To support our argument, we cited a 2009 study conducted by the U.S. Department of Energy on Service Reliability for Electric Utility Customers, which concluded that planning decisions to achieve reliability must be "economically efficient" rather than simply "keeping the lights on". We argued that Pepco's existing grid is increasingly unreliable and lacks resilience to severe weather (remember the Derecho storm of 2012) or basic provisions for DC's most vulnerable residents during power outages. Moreover, the current “radial design” of the grid is poorly suited to incorporation of distributed and intermittent renewable power (for example from solar panels on roofs or residents and businesses).
We presented industry data that places Pepco in the bottom quartile of rankings on reliability among U.S. utilities over the past decade. In 2003, however, Pepco paid record high shareholder dividends and employee compensation packages while it initiated a program of spending reductions. In 2005, Pepco reduced its staff, its maintenance, as well as its budget for equipment replacement and tree trimming for infrastructure. We pointed out that by 2012, Pepco was employing 58% fewer linemen than it had in 1992. This neglect of its infrastructure has caused Pepco to fall behind the rest of the country, so that Washington DC experiences 70% more power outages, and lasting twice as long as most other major U.S. cities. We further argued "piecemeal" smart grid investments have been inadequate compared to other U.S. utility companies. We argued that to meet the requirement of being "just and reasonable", Pepco needs to incorporate important social goals into its program, such as lifeline rates (subsidized rates for low income households), and environmental surcharges.
According to DC's Clean and Affordable Energy Act, the PSC is required to consider the conservation of natural resources and the preservation of environmental quality. This, we argued, would include the public and environmental health effects of CO2 emissions from fossil fuel combustion, the consequent threat of global warming, and the disruptions associated with a warming climate.
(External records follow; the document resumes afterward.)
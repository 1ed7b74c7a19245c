//! The track ingestion pipeline.
//!
//! For every delivery, in order and one at a time:
//!
//! 1. parse the JSON body into a [`TrackEvent`] (malformed bodies are
//!    logged, acknowledged and dropped)
//! 2. compose the RadioText line and compute its RT+ tags
//! 3. report any alteration or degradation to the [`Notifier`]
//! 4. submit `TEXT=` then `RT+TAG=` to the encoder and wait for the outcome
//! 5. publish a preview if both commands were accepted
//! 6. acknowledge the delivery
//!
//! A delivery is acknowledged only after its outcome is known, whether the
//! encoder accepted it, rejected it, or the connection failed underneath
//! it. Tracks are never retried: by the time a retry could happen the next
//! track is usually already playing.

use std::sync::Arc;

use rdslink_core::Error as LinkError;
use rdslink_encoder::{EncoderCommand, EncoderHandle};
use rdslink_text::{
    ComposedMessage, Composer, ContentTypes, RtPlusEncoder, decode, timeout_for_duration,
};
use serde::Deserialize;
use tokio_util::sync::CancellationToken;
use tracing::{debug, error, info, warn};

use crate::config::Config;
use crate::error::Result;
use crate::notify::{Notification, Notifier};
use crate::queue::{Delivery, Preview, PreviewSink, TrackSource};

// ---------------------------------------------------------------------------
// TrackEvent
// ---------------------------------------------------------------------------

/// One "now playing" message from the queue.
///
/// ```
/// use rdslink::pipeline::TrackEvent;
///
/// let event = TrackEvent::parse(br#"{"artist":"Owl City","song":"Fireflies","duration":228}"#).unwrap();
/// assert_eq!(event.title, "Fireflies");
/// assert_eq!(event.duration_secs(), Some(228));
/// ```
#[derive(Debug, Clone, PartialEq, Deserialize)]
pub struct TrackEvent {
    /// The performing artist.
    pub artist: String,
    /// The track title, sent as `song`.
    #[serde(rename = "song", alias = "title")]
    pub title: String,
    /// Track length in seconds, if known.
    #[serde(default)]
    pub duration: Option<f64>,
}

impl TrackEvent {
    /// Parse a queue message body.
    pub fn parse(body: &[u8]) -> Result<TrackEvent> {
        Ok(serde_json::from_slice(body)?)
    }

    /// The duration in whole seconds, ignoring nonsense values.
    pub fn duration_secs(&self) -> Option<u64> {
        self.duration
            .filter(|d| d.is_finite() && *d >= 0.0)
            .map(|d| d as u64)
    }
}

// ---------------------------------------------------------------------------
// Outcome
// ---------------------------------------------------------------------------

/// What happened to one delivery.
#[derive(Debug, Clone, PartialEq, Eq)]
pub enum Outcome {
    /// Both commands were accepted.
    Sent {
        /// The RadioText line now on air.
        text: String,
    },
    /// The encoder refused a command; later commands were not sent.
    Rejected {
        /// The refused command line.
        command: String,
        /// The encoder's reply.
        response: String,
    },
    /// The connection failed mid-track, or the commands could not be built.
    Abandoned {
        /// What went wrong.
        error: String,
    },
    /// The body was not a valid track message.
    Malformed {
        /// The parse error.
        error: String,
    },
    /// The pipeline was cancelled, or the encoder link shut down, before
    /// the track's commands went out. The delivery is left unacknowledged
    /// so the broker redelivers it.
    Interrupted,
}

impl Outcome {
    /// Whether the delivery should be acknowledged.
    pub fn should_ack(&self) -> bool {
        !matches!(self, Outcome::Interrupted)
    }
}

// ---------------------------------------------------------------------------
// Pipeline
// ---------------------------------------------------------------------------

/// Turns track deliveries into encoder commands.
pub struct Pipeline {
    composer: Composer,
    encoder: RtPlusEncoder,
    timeout_from_duration: bool,
    link: EncoderHandle,
    preview: Arc<dyn PreviewSink>,
    notifier: Notifier,
}

impl Pipeline {
    /// Assemble a pipeline from its parts.
    pub fn new(
        composer: Composer,
        encoder: RtPlusEncoder,
        link: EncoderHandle,
        preview: Arc<dyn PreviewSink>,
        notifier: Notifier,
    ) -> Self {
        Pipeline {
            composer,
            encoder,
            timeout_from_duration: false,
            link,
            preview,
            notifier,
        }
    }

    /// Assemble a pipeline using the text and RT+ settings in `config`.
    pub fn from_config(
        config: &Config,
        link: EncoderHandle,
        preview: Arc<dyn PreviewSink>,
        notifier: Notifier,
    ) -> Result<Self> {
        let pipeline = Pipeline::new(
            config.composer()?,
            config.rt_plus_encoder()?,
            link,
            preview,
            notifier,
        )
        .timeout_from_duration(config.rt_plus.timeout_from_duration);
        Ok(pipeline)
    }

    /// Send `duration / 60` as the RT+ timeout when the track has a duration.
    pub fn timeout_from_duration(mut self, enabled: bool) -> Self {
        self.timeout_from_duration = enabled;
        self
    }

    /// The encoder link.
    pub fn link(&self) -> &EncoderHandle {
        &self.link
    }

    /// Swap in a new composer, e.g. after reloading the denylist.
    pub fn set_composer(&mut self, composer: Composer) {
        self.composer = composer;
    }

    /// Consume `source` until it closes or `cancel` fires.
    ///
    /// Cancellation is honored between deliveries and while a track waits
    /// for the encoder link to come up. Once the link has taken a track's
    /// commands, the track runs to its outcome and is acknowledged. Returns
    /// an error only when the source itself fails or an acknowledgement
    /// cannot be sent.
    pub async fn run<S: TrackSource>(&self, source: &mut S, cancel: CancellationToken) -> Result<()> {
        info!("Pipeline started");
        loop {
            let next = tokio::select! {
                biased;
                _ = cancel.cancelled() => {
                    info!("Pipeline stopping");
                    return Ok(());
                }
                next = source.next_delivery() => next,
            };

            let Some(delivery) = next else {
                info!("Track source closed");
                return Ok(());
            };
            let delivery = delivery?;

            let outcome = self.handle(delivery.body(), &cancel).await;
            if !outcome.should_ack() {
                warn!("Track not sent before shutdown; leaving delivery unacknowledged");
                return Ok(());
            }
            delivery.ack().await?;
        }
    }

    /// Handle one message body and report the outcome. Does not ack.
    pub async fn process(&self, body: &[u8]) -> Outcome {
        self.handle(body, &CancellationToken::new()).await
    }

    async fn handle(&self, body: &[u8], cancel: &CancellationToken) -> Outcome {
        let event = match TrackEvent::parse(body) {
            Ok(event) => event,
            Err(e) => {
                error!(
                    error = %e,
                    payload = %String::from_utf8_lossy(body),
                    "Malformed track payload, dropping"
                );
                return Outcome::Malformed {
                    error: e.to_string(),
                };
            }
        };
        debug!(artist = %event.artist, title = %event.title, "Received track");

        let msg = self.composer.compose(&event.artist, &event.title);
        let timeout = match (self.timeout_from_duration, event.duration_secs()) {
            (true, Some(secs)) => timeout_for_duration(secs),
            _ => 0,
        };
        let encoded = self.encoder.encode_with_timeout(&msg, timeout);

        for degradation in &msg.degradations {
            warn!(text = %msg.text, %degradation, "Track degraded");
        }
        if let Some(notification) = Notification::for_message(&msg, &encoded.degradations) {
            self.notifier.notify(notification);
        }

        let payload = encoded.tags.payload();
        let commands = match (
            EncoderCommand::text(&msg.text),
            EncoderCommand::rt_plus_tag(&payload),
        ) {
            (Ok(text), Ok(tags)) => vec![text, tags],
            (Err(e), _) | (_, Err(e)) => {
                error!(error = %e, text = %msg.text, "Cannot build encoder commands");
                return Outcome::Abandoned {
                    error: e.to_string(),
                };
            }
        };

        let (artist, title) = tagged_fields(&payload, &msg, self.encoder.types());

        match self.link.submit_until(commands, cancel).await {
            Ok(()) => {
                info!(text = %msg.text, "Track sent to encoder");
                let preview = Preview {
                    text: msg.text.clone(),
                    artist,
                    title,
                    truncated: msg.truncated(),
                };
                if let Err(e) = self.preview.publish(&preview).await {
                    error!(error = %e, "Preview publish failed");
                }
                Outcome::Sent { text: msg.text }
            }
            Err(LinkError::Rejected { command, response }) => {
                warn!(%command, %response, "Encoder rejected track");
                Outcome::Rejected { command, response }
            }
            Err(LinkError::Shutdown) => Outcome::Interrupted,
            Err(e) => {
                warn!(error = %e, text = %msg.text, "Track abandoned");
                Outcome::Abandoned {
                    error: e.to_string(),
                }
            }
        }
    }

    /// Stop the encoder link.
    pub async fn shutdown(self) {
        self.link.shutdown().await;
    }
}

/// Artist and title as a receiver would read them from `payload`.
///
/// Falls back to the composed spans if the payload does not decode, which
/// means the encoder and decoder disagree.
fn tagged_fields(
    payload: &str,
    msg: &ComposedMessage,
    types: ContentTypes,
) -> (Option<String>, Option<String>) {
    match decode(payload, &msg.text, types) {
        Ok(decoded) => {
            debug!(%payload, artist = ?decoded.artist, title = ?decoded.title, "RT+ tags");
            (decoded.artist, decoded.title)
        }
        Err(e) => {
            error!(error = %e, %payload, text = %msg.text, "Cannot decode own RT+ payload");
            let field = |text: &str| (!text.is_empty()).then(|| text.to_string());
            (field(msg.artist_text()), field(msg.title_text()))
        }
    }
}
However, the PSC has not enforced that provision, as Pepco has not adopted a comprehensive plan to mitigate global warming through support of improved efficiency, conservation, and use of renewables in its grid.
We believe that it is proper for the PSC to issue a directive or Order putting Pepco on notice that its past reliability performance is unacceptable and that routine rate increases will not be granted without better coordination and improvements to its infrastructure. The PSC should create a Workgroup that will require the development of a comprehensive reliability investment plan with recommended actions to be completed before Pepco can request any further rate increases. Pepco has failed to maintain or improve its electric grid for too long without proper recourse, and it has failed to address the risks of global warming for the reliability of its services. Stronger, tougher oversight is necessary now to bring our city up from the depths of grid futility to a position it should be in as a world leader in grid reliability.
On November 7, the Sierra Club, along with partner organizations, turned out over 200 people to testify at an EPA public "listening session" on a proposed rule to limit carbon pollution from existing power plants.
In September, the EPA proposed a rule to limit carbon pollution from new coal fired power plants. By June 2014, the Agency will write what is considered to be a far more contentious rule, limiting carbon for existing plants. In an unusual move, the EPA sought public input at 11 Public Listening Sessions around the nation.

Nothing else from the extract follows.